Given data START

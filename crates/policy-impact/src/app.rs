//! Application context for CLI command execution.
//!
//! [`App`] loads a project's configuration and JSONL data into an
//! [`InMemoryStore`], wires the engine services over it, and writes the
//! data back after mutating commands.
//!
//! # Example
//!
//! ```no_run
//! use policy_impact::app::App;
//! use std::path::Path;
//!
//! #[tokio::main(flavor = "current_thread")]
//! async fn main() -> anyhow::Result<()> {
//!     let app = App::from_directory(Path::new(".")).await?;
//!     for policy in app.store().policies().await {
//!         println!("{} {}", policy.id, policy.title);
//!     }
//!     Ok(())
//! }
//! ```

use crate::commands::init::find_project_root;
use crate::config::{CONFIG_FILE_NAME, PROJECT_DIR_NAME, ProjectConfig};
use crate::dependency::DependencyService;
use crate::error::{Error, Result};
use crate::impact::ImpactAnalysisService;
use crate::storage::in_memory::{InMemoryStore, LoadWarning, load_from_jsonl, save_to_jsonl};
use std::path::{Path, PathBuf};
use std::sync::Arc;

/// Loaded project and the services built over it.
#[derive(Debug)]
pub struct App {
    store: InMemoryStore,
    impact: ImpactAnalysisService,
    project_dir: PathBuf,
    policies_path: PathBuf,
    dependencies_path: PathBuf,
    load_warnings: Vec<LoadWarning>,
}

impl App {
    /// Open the project containing `working_dir`.
    ///
    /// Searches up the directory tree for `.policy-impact/`, loads the
    /// configuration and both data files.
    ///
    /// # Errors
    ///
    /// Returns an error if:
    /// - No project is found in the directory tree
    /// - Configuration cannot be loaded or is invalid
    /// - A data file exists but cannot be read
    pub async fn from_directory(working_dir: &Path) -> Result<Self> {
        let root = find_project_root(working_dir).ok_or_else(|| {
            Error::Config(format!(
                "Not a policy-impact project (or any parent up to the filesystem root). Run 'policy-impact init' to create '{PROJECT_DIR_NAME}'"
            ))
        })?;

        let project_dir = root.join(PROJECT_DIR_NAME);
        let config = ProjectConfig::load(&project_dir.join(CONFIG_FILE_NAME)).await?;

        let policies_path = project_dir.join(&config.storage.policies_file);
        let dependencies_path = project_dir.join(&config.storage.dependencies_file);
        let (store, load_warnings) = load_from_jsonl(&policies_path, &dependencies_path).await?;

        let dependencies =
            DependencyService::new(Arc::new(store.clone()), Arc::new(store.clone()))
                .with_config(config.analysis);

        Ok(Self {
            store,
            impact: ImpactAnalysisService::new(dependencies),
            project_dir,
            policies_path,
            dependencies_path,
            load_warnings,
        })
    }

    /// The backing store.
    pub fn store(&self) -> &InMemoryStore {
        &self.store
    }

    /// Dependency service over the store.
    pub fn dependencies(&self) -> &DependencyService {
        self.impact.dependencies()
    }

    /// Impact analysis service over the store.
    pub fn impact(&self) -> &ImpactAnalysisService {
        &self.impact
    }

    /// The `.policy-impact` directory.
    pub fn project_dir(&self) -> &Path {
        &self.project_dir
    }

    /// Problems found while loading the data files.
    pub fn load_warnings(&self) -> &[LoadWarning] {
        &self.load_warnings
    }

    /// Write the store back to the data files.
    ///
    /// Call after any mutating command.
    ///
    /// # Errors
    ///
    /// Returns `Error::Io` or `Error::Json` if writing fails.
    pub async fn save(&self) -> Result<()> {
        save_to_jsonl(&self.store, &self.policies_path, &self.dependencies_path).await
    }
}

Given data END

=== Exercise requirements ===
Retype the records above in full, with no differences.

=== Expected output ===
filename crates/policy-impact/src/app.rs
//! Application context for CLI command execution.
//!
//! [`App`] loads a project's configuration and JSONL data into an
//! [`InMemoryStore`], wires the engine services over it, and writes the
//! data back after mutating commands.
//!
//! # Example
//!
//! ```no_run
//! use policy_impact::app::App;
//! use std::path::Path;
//!
//! #[tokio::main(flavor = "current_thread")]
//! async fn main() -> anyhow::Result<()> {
//!     let app = App::from_directory(Path::new(".")).await?;
//!     for policy in app.store().policies().await {
//!         println!("{} {}", policy.id, policy.title);
//!     }
//!     Ok(())
//! }
//! ```

use crate::commands::init::find_project_root;
use crate::config::{CONFIG_FILE_NAME, PROJECT_DIR_NAME, ProjectConfig};
use crate::dependency::DependencyService;
use crate::error::{Error, Result};
use crate::impact::ImpactAnalysisService;
use crate::storage::in_memory::{InMemoryStore, LoadWarning, load_from_jsonl, save_to_jsonl};
use std::path::{Path, PathBuf};
use std::sync::Arc;

/// Loaded project and the services built over it.
#[derive(Debug)]
pub struct App {
    store: InMemoryStore,
    impact: ImpactAnalysisService,
    project_dir: PathBuf,
    policies_path: PathBuf,
    dependencies_path: PathBuf,
    load_warnings: Vec<LoadWarning>,
}

impl App {
    /// Open the project containing `working_dir`.
    ///
    /// Searches up the directory tree for `.policy-impact/`, loads the
    /// configuration and both data files.
    ///
    /// # Errors
    ///
    /// Returns an error if:
    /// - No project is found in the directory tree
    /// - Configuration cannot be loaded or is invalid
    /// - A data file exists but cannot be read
    pub async fn from_directory(working_dir: &Path) -> Result<Self> {
        let root = find_project_root(working_dir).ok_or_else(|| {
            Error::Config(format!(
                "Not a policy-impact project (or any parent up to the filesystem root). Run 'policy-impact init' to create '{PROJECT_DIR_NAME}'"
            ))
        })?;

        let project_dir = root.join(PROJECT_DIR_NAME);
        let config = ProjectConfig::load(&project_dir.join(CONFIG_FILE_NAME)).await?;

        let policies_path = project_dir.join(&config.storage.policies_file);
        let dependencies_path = project_dir.join(&config.storage.dependencies_file);
        let (store, load_warnings) = load_from_jsonl(&policies_path, &dependencies_path).await?;

        let dependencies =
            DependencyService::new(Arc::new(store.clone()), Arc::new(store.clone()))
                .with_config(config.analysis);

        Ok(Self {
            store,
            impact: ImpactAnalysisService::new(dependencies),
            project_dir,
            policies_path,
            dependencies_path,
            load_warnings,
        })
    }

    /// The backing store.
    pub fn store(&self) -> &InMemoryStore {
        &self.store
    }

    /// Dependency service over the store.
    pub fn dependencies(&self) -> &DependencyService {
        self.impact.dependencies()
    }

    /// Impact analysis service over the store.
    pub fn impact(&self) -> &ImpactAnalysisService {
        &self.impact
    }

    /// The `.policy-impact` directory.
    pub fn project_dir(&self) -> &Path {
        &self.project_dir
    }

    /// Problems found while loading the data files.
    pub fn load_warnings(&self) -> &[LoadWarning] {
        &self.load_warnings
    }

    /// Write the store back to the data files.
    ///
    /// Call after any mutating command.
    ///
    /// # Errors
    ///
    /// Returns `Error::Io` or `Error::Json` if writing fails.
    pub async fn save(&self) -> Result<()> {
        save_to_jsonl(&self.store, &self.policies_path, &self.dependencies_path).await
    }
}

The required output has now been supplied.